** Provided information follows **

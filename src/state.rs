//! Immutable state carrier with self-describing execution provenance.
//!
//! `State` is the value that flows through a graph run. Every mutating
//! operation returns a new `State`; the receiver is never mutated
//! (spec.md §3, "State" invariants).

use rustc_hash::FxHashMap;
use serde_json::Value;
use std::fmt;
use uuid::Uuid;

use chrono::{DateTime, Utc};

use crate::interpreter::NodeContext;
use crate::observer::{self, Event, EventData, EventType, SharedObserver};

/// Immutable state carrier. See module docs and spec.md §3.
#[derive(Clone)]
pub struct State {
    data: FxHashMap<String, Value>,
    run_id: Uuid,
    checkpoint_node: String,
    timestamp: DateTime<Utc>,
    observer: SharedObserver,
}

impl fmt::Debug for State {
    fn fmt(&self, f: &mut fmt::Formatter<'_>) -> fmt::Result {
        f.debug_struct("State")
            .field("data", &self.data)
            .field("run_id", &self.run_id)
            .field("checkpoint_node", &self.checkpoint_node)
            .field("timestamp", &self.timestamp)
            .finish()
    }
}

impl PartialEq for State {
    fn eq(&self, other: &Self) -> bool {
        self.data == other.data
            && self.run_id == other.run_id
            && self.checkpoint_node == other.checkpoint_node
            && self.timestamp == other.timestamp
    }
}

/// Serializable, store-facing projection of a [`State`] snapshot, the
/// checkpoint shape from spec.md §6.3. The observer capability is never
/// part of this shape.
#[derive(Clone, Debug, PartialEq, serde::Serialize, serde::Deserialize)]
pub struct StateSnapshot {
    pub data: FxHashMap<String, Value>,
    pub run_id: Uuid,
    pub checkpoint_node: String,
    pub timestamp: DateTime<Utc>,
}

impl State {
    /// Creates a fresh state with a new run id and the current timestamp.
    /// A `None` observer is substituted with [`observer::noop`].
    pub fn new(observer: Option<SharedObserver>) -> Self {
        let observer = observer.unwrap_or_else(observer::noop);
        let run_id = Uuid::new_v4();
        let state = Self {
            data: FxHashMap::default(),
            run_id,
            checkpoint_node: String::new(),
            timestamp: Utc::now(),
            observer,
        };
        // `State::new` takes no ambient context (spec.md §4.2); a fresh,
        // never-cancelled one satisfies the Observer contract's shape.
        state.observer.on_event(&NodeContext::new(), Event::new(
            EventType::StateCreate,
            "state",
            EventData::new().insert("run_id", run_id.to_string()),
        ));
        state
    }

    /// Reconstructs a State from a persisted snapshot, re-attaching a
    /// (non-persisted) observer capability.
    pub fn from_snapshot(snapshot: StateSnapshot, observer: Option<SharedObserver>) -> Self {
        Self {
            data: snapshot.data,
            run_id: snapshot.run_id,
            checkpoint_node: snapshot.checkpoint_node,
            timestamp: snapshot.timestamp,
            observer: observer.unwrap_or_else(observer::noop),
        }
    }

    pub fn to_snapshot(&self) -> StateSnapshot {
        StateSnapshot {
            data: self.data.clone(),
            run_id: self.run_id,
            checkpoint_node: self.checkpoint_node.clone(),
            timestamp: self.timestamp,
        }
    }

    pub fn run_id(&self) -> Uuid {
        self.run_id
    }

    pub fn checkpoint_node(&self) -> &str {
        &self.checkpoint_node
    }

    pub fn timestamp(&self) -> DateTime<Utc> {
        self.timestamp
    }

    pub fn observer(&self) -> SharedObserver {
        self.observer.clone()
    }

    /// Returns a copy of this state with the observer capability swapped.
    /// Used after loading a checkpoint, since the observer is never
    /// persisted and the resuming run supplies its own.
    pub fn with_observer(&self, observer: SharedObserver) -> Self {
        let mut clone = self.clone();
        clone.observer = observer;
        clone
    }

    /// O(1) lookup returning the value and a presence flag.
    pub fn get(&self, key: &str) -> (Option<&Value>, bool) {
        match self.data.get(key) {
            Some(v) => (Some(v), true),
            None => (None, false),
        }
    }

    pub fn contains_key(&self, key: &str) -> bool {
        self.data.contains_key(key)
    }

    pub fn keys(&self) -> impl Iterator<Item = &String> {
        self.data.keys()
    }

    pub fn len(&self) -> usize {
        self.data.len()
    }

    pub fn is_empty(&self) -> bool {
        self.data.is_empty()
    }

    /// Shallow-copies the data map; `run_id`, `checkpoint_node`, `timestamp`,
    /// and `observer` all propagate unchanged.
    pub fn clone_state(&self) -> Self {
        let clone = self.clone();
        self.observer.on_event(&NodeContext::new(), Event::new(
            EventType::StateClone,
            "state",
            EventData::new()
                .insert("run_id", self.run_id.to_string())
                .insert("keys", self.data.len() as i64),
        ));
        clone
    }

    /// Returns a new State with `key` set to `value`.
    pub fn set(&self, key: impl Into<String>, value: impl Into<Value>) -> Self {
        let mut clone = self.clone();
        let key = key.into();
        clone.data.insert(key.clone(), value.into());
        self.observer.on_event(&NodeContext::new(), Event::new(
            EventType::StateSet,
            "state",
            EventData::new()
                .insert("run_id", self.run_id.to_string())
                .insert("key", key),
        ));
        clone
    }

    /// Returns a new State with every key of `other` assigned into it
    /// (`other` wins on conflict). Only `data` is combined; `other`'s
    /// `run_id`/`checkpoint_node`/`timestamp`/`observer` are never touched.
    pub fn merge(&self, other: &State) -> Self {
        let mut clone = self.clone();
        for (key, value) in other.data.iter() {
            clone.data.insert(key.clone(), value.clone());
        }
        self.observer.on_event(&NodeContext::new(), Event::new(
            EventType::StateMerge,
            "state",
            EventData::new()
                .insert("run_id", self.run_id.to_string())
                .insert("keys", other.data.len() as i64),
        ));
        clone
    }

    /// Returns a new State with `checkpoint_node` set to `name` and
    /// `timestamp` refreshed to now.
    pub fn set_checkpoint_node(&self, name: impl Into<String>) -> Self {
        let mut clone = self.clone();
        clone.checkpoint_node = name.into();
        clone.timestamp = Utc::now();
        clone
    }

    /// Persists this state via `store.save`.
    pub fn checkpoint<S: crate::checkpoint::CheckpointStore + ?Sized>(
        &self,
        store: &S,
    ) -> Result<(), crate::checkpoint::CheckpointError> {
        store.save(self)
    }
}

#[cfg(test)]
mod tests {
    use super::*;
    use serde_json::json;

    #[test]
    fn set_is_immutable_and_readable() {
        let s0 = State::new(None);
        let s1 = s0.set("x", json!(1));
        assert_eq!(s1.get("x"), (Some(&json!(1)), true));
        assert_eq!(s0.get("x"), (None, false));
    }

    #[test]
    fn clone_preserves_run_id_and_data() {
        let s0 = State::new(None).set("a", json!(true));
        let s1 = s0.clone_state();
        assert_eq!(s1.run_id(), s0.run_id());
        assert_eq!(s1.get("a"), s0.get("a"));
    }

    #[test]
    fn merge_prefers_other_and_only_touches_data() {
        let s1 = State::new(None).set("a", json!(1)).set("b", json!(2));
        let s2 = State::new(None).set("b", json!(99));
        let merged = s1.merge(&s2);
        assert_eq!(merged.get("a"), (Some(&json!(1)), true));
        assert_eq!(merged.get("b"), (Some(&json!(99)), true));
        assert_eq!(merged.run_id(), s1.run_id());
    }

    #[test]
    fn self_merge_is_idempotent() {
        let s = State::new(None).set("a", json!(1));
        let merged = s.merge(&s);
        assert_eq!(merged.get("a"), s.get("a"));
        assert_eq!(merged.len(), s.len());
    }

    #[test]
    fn set_checkpoint_node_updates_timestamp() {
        let s0 = State::new(None);
        let s1 = s0.set_checkpoint_node("n1");
        assert_eq!(s1.checkpoint_node(), "n1");
        assert_eq!(s0.checkpoint_node(), "");
    }

    #[test]
    fn snapshot_round_trips() {
        let s0 = State::new(None).set("a", json!(1)).set_checkpoint_node("n1");
        let snapshot = s0.to_snapshot();
        let s1 = State::from_snapshot(snapshot, None);
        assert_eq!(s1.get("a"), s0.get("a"));
        assert_eq!(s1.run_id(), s0.run_id());
        assert_eq!(s1.checkpoint_node(), s0.checkpoint_node());
        assert_eq!(s1.timestamp(), s0.timestamp());
    }
}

** End of Provided information **

* [The task]
Restate word for word only the lines above from the line containing "for (key, value)" to the line containing "refreshed to now.", both of them included.

* [Completed exercise]
        for (key, value) in other.data.iter() {
            clone.data.insert(key.clone(), value.clone());
        }
        self.observer.on_event(&NodeContext::new(), Event::new(
            EventType::StateMerge,
            "state",
            EventData::new()
                .insert("run_id", self.run_id.to_string())
                .insert("keys", other.data.len() as i64),
        ));
        clone
    }

    /// Returns a new State with `checkpoint_node` set to `name` and
    /// `timestamp` refreshed to now.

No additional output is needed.